Уронила на скрипку манто,
Протянула капризно уста мне,
И поблекшей гравюре Ватто
Улыбнулись колец твоих камни.
Спустя несколько лет эти же бывшие поклонники Алымова возмущались: — Сколько народу отравил своей парфюмерией!
Приводили в пример барышню, считавшую себя его ученицей:
Атташе посольства с дамой полусвета,
С дамой полусвета, в бархатном манто…
И тут Алымова защищали его постаревшие сверстники: — Ну, это растяжимо. У одних такое стремление к «нарядности», как у вашей барышни, — от природной пустоты, а у других — от опустошенности. Как бред тифозного в грязном окопе, как протест против отнятого…

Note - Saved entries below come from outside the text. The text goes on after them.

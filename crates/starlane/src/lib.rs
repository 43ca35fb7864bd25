//! # Starlane
//!
//! Realtime hub/presence backend for browser space games.
//!
//! Starlane keeps the authoritative in-memory record of which players
//! occupy which shared spatial hubs, broadcasts kinematic snapshots at a
//! fixed rate, and reconciles the socket lifecycle (connect, join,
//! update, leave, chat, disconnect) against an external durable store.
//! Authentication and persistence are seams — implement
//! [`Authenticator`](starlane_session::Authenticator) and
//! [`PersistenceGateway`](starlane_persist::PersistenceGateway) for your
//! identity provider and database, and the server does the rest.
//!
//! ## Quick Start
//!
//! ```rust,no_run
//! use starlane::prelude::*;
//!
//! // Implement Authenticator and PersistenceGateway, then:
//! // let server = StarlaneServer::builder()
//! //     .bind("0.0.0.0:3001")
//! //     .build(my_auth, my_gateway)
//! //     .await?;
//! // server.run().await
//! ```

mod error;
mod handler;
mod server;

pub use error::StarlaneError;
pub use server::{StarlaneServer, StarlaneServerBuilder};

/// The common imports for building on Starlane.
pub mod prelude {
    pub use crate::{StarlaneError, StarlaneServer, StarlaneServerBuilder};

    pub use starlane_hub::{HubConfig, HubError, Location, RealmConfig, RealmHandle};
    pub use starlane_persist::{MemoryGateway, PersistError, PersistenceGateway, ShipRecord};
    pub use starlane_protocol::{
        ChatChannel, ChatMessage, ClientIntent, Codec, HubId, JsonCodec, KinematicDelta,
        KinematicState, MissionId, MissionInfo, MissionMember, PlayerId, ServerEvent, ShipId,
    };
    pub use starlane_session::{Authenticator, Identity, SessionConfig, SessionError};
    pub use starlane_transport::TransportError;
}
//! Error types for the transport layer.

#[cfg(feature = "websocket")]
use tokio_tungstenite::tungstenite;

/// Errors that can occur in the transport layer.
#[derive(Debug, thiserror::Error)]
pub enum TransportError {
    /// The connection was closed by the peer or the network.
    #[error("connection closed: {0}")]
    ConnectionClosed(String),

    /// Sending a frame failed.
    #[cfg(feature = "websocket")]
    #[error("send failed: {0}")]
    SendFailed(#[source] tungstenite::Error),

    /// Receiving a frame failed.
    #[cfg(feature = "websocket")]
    #[error("receive failed: {0}")]
    ReceiveFailed(#[source] tungstenite::Error),

    /// The WebSocket upgrade handshake on an accepted TCP stream failed.
    #[cfg(feature = "websocket")]
    #[error("handshake failed: {0}")]
    HandshakeFailed(#[source] tungstenite::Error),

    /// Binding or accepting connections failed.
    #[error("accept failed: {0}")]
    AcceptFailed(#[source] std::io::Error),

    /// An outbound frame was not valid for this transport's framing
    /// (e.g. non-UTF-8 bytes for a text-frame protocol).
    #[error("invalid frame: {0}")]
    InvalidFrame(String),
}
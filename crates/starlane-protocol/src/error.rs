//! Error types for the protocol layer.
//!
//! Each crate in Starlane defines its own error enum; a `ProtocolError`
//! always means the problem is in serialization or frame shape, not in
//! networking or hub state.

/// Errors that can occur in the protocol layer.
#[derive(Debug, thiserror::Error)]
pub enum ProtocolError {
    /// Serialization of an outbound message failed.
    #[cfg(feature = "json")]
    #[error("encode failed: {0}")]
    Encode(serde_json::Error),

    /// An inbound frame could not be parsed: malformed JSON, missing
    /// fields, or an event name outside the protocol's closed set.
    #[cfg(feature = "json")]
    #[error("decode failed: {0}")]
    Decode(serde_json::Error),

    /// The frame parsed but violates protocol rules — e.g. a connection
    /// whose first message is not `auth`.
    #[error("invalid intent: {0}")]
    InvalidIntent(String),
}
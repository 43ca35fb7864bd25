//! Live presence for Starlane: hubs, occupants, and the realm actor.
//!
//! The realm actor is the single owner of every in-memory map the
//! realtime game depends on — who is connected, who is in which hub,
//! which mission lobbies are forming. All mutation flows through one
//! command queue ([`RealmHandle`]); the fixed-rate tick broadcaster and
//! the idle reaper run as arms of the same task.
//!
//! # Key types
//!
//! - [`RealmHandle`] / [`spawn_realm`] — talk to / start the actor
//! - [`PresenceRegistry`] / [`Location`] — where each player is
//! - [`HubStore`] / [`HubInstance`] — per-hub occupant maps
//! - [`MissionLobbies`] — forming mission lobbies
//! - [`RealmConfig`] / [`HubConfig`] — capacity, tick rate, reap knobs
//! - [`HubError`]

mod config;
mod error;
mod instance;
mod mission;
mod presence;
mod realm;
mod store;

pub use config::{HubConfig, RealmConfig};
pub use error::HubError;
pub use instance::HubInstance;
pub use mission::{MissionLobbies, MissionLobby};
pub use presence::{Location, PresenceRegistry};
pub use realm::{EventSender, RealmHandle, spawn_realm};
pub use store::{Admission, HubStore};
//! The presence registry: the single source of truth for "where is
//! player X right now".

use std::collections::HashMap;

use starlane_protocol::{HubId, PlayerId, ShipId};

/// A player's current location.
///
/// One variant today; mission instances would become a sibling variant
/// if missions ever grow their own spatial presence.
#[derive(Debug, Clone, Copy, PartialEq, Eq)]
pub enum Location {
    /// Present in a hub, flying the given ship.
    Hub { hub_id: HubId, ship_id: ShipId },
}

impl Location {
    /// The hub this location points at, if any.
    pub fn hub_id(&self) -> Option<HubId> {
        match self {
            Location::Hub { hub_id, .. } => Some(*hub_id),
        }
    }

    /// The active ship at this location, if any.
    pub fn ship_id(&self) -> Option<ShipId> {
        match self {
            Location::Hub { ship_id, .. } => Some(*ship_id),
        }
    }
}

/// Maps each connected player to at most one [`Location`].
///
/// An absent entry means "nowhere" — authenticated but not in any hub.
/// The registry itself doesn't touch hub occupant maps; the realm actor
/// orchestrates vacating the prior hub before recording a new location,
/// so no occupant map ever disagrees with the registry.
///
/// Nothing here is persisted. On restart the registry starts empty and
/// clients re-establish their presence by re-joining.
#[derive(Debug, Default)]
pub struct PresenceRegistry {
    entries: HashMap<PlayerId, Location>,
}

impl PresenceRegistry {
    /// Creates an empty registry.
    pub fn new() -> Self {
        Self::default()
    }

    /// Records `player`'s location, replacing any prior one.
    /// Returns the replaced location.
    pub fn set_location(&mut self, player: PlayerId, location: Location) -> Option<Location> {
        self.entries.insert(player, location)
    }

    /// The player's current location, or `None` if never set or cleared.
    pub fn location(&self, player: PlayerId) -> Option<Location> {
        self.entries.get(&player).copied()
    }

    /// Removes the player's entry entirely (leave/disconnect).
    /// Returns what was cleared; `None` makes this a safe no-op.
    pub fn clear(&mut self, player: PlayerId) -> Option<Location> {
        self.entries.remove(&player)
    }

    /// Number of players with a recorded location.
    pub fn len(&self) -> usize {
        self.entries.len()
    }

    /// `true` when no player has a recorded location.
    pub fn is_empty(&self) -> bool {
        self.entries.is_empty()
    }
}

// =========================================================================
// Tests
// =========================================================================
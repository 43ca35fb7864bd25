//! Persistence seam for Starlane.
//!
//! The realtime core is the source of truth for *live* state (who is in
//! which hub, where each ship currently flies); the durable store only
//! sees connection rows, parked ship positions, chat history, and mission
//! records. This crate defines that boundary:
//!
//! - [`PersistenceGateway`] — the trait the core calls; implement it over
//!   your database of choice.
//! - [`ShipRecord`] — the ship row shape the core reads.
//! - [`MemoryGateway`] — an in-memory implementation for tests and demos.
//! - [`PersistError`].

mod error;
mod gateway;
mod memory;

pub use error::PersistError;
pub use gateway::{PersistenceGateway, ShipRecord};
pub use memory::{MemoryGateway, PresenceRow};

Алымов прожил в Харбине лет семь. Ему не везло. Стихи не кормили, пришлось пойти работать в газету репортером. Стал пьянствовать, буянить. На балу в «Модерне» разбил кому-то физиономию. Иногда допивался до того, что знакомые отшатывались от него на улице. В последний раз я видела Алымова в 1926 году, в кабаре «Фантазия». Он явился туда грязным, небритым, в опорках на босу ногу, в пальто, под которым, вероятно, ничего не было. Присел на перила одной из лож и, болтая голыми ногами, заговорил со знаменитой тогда в городе красавицей. Красавица, вся в золотых кружевах, — смутилась, муж ее вызвал метрдотеля. Публика заволновалась — будет скандал! Но скандала не было. Метрдотель прибежал, пошептал что-то на ухо Алымову: тот встал, грустно обвел всех своими чудесными глазами: — Разве я кого-нибудь обижаю… — и тихо вышел, придерживая у горла воротник пальто.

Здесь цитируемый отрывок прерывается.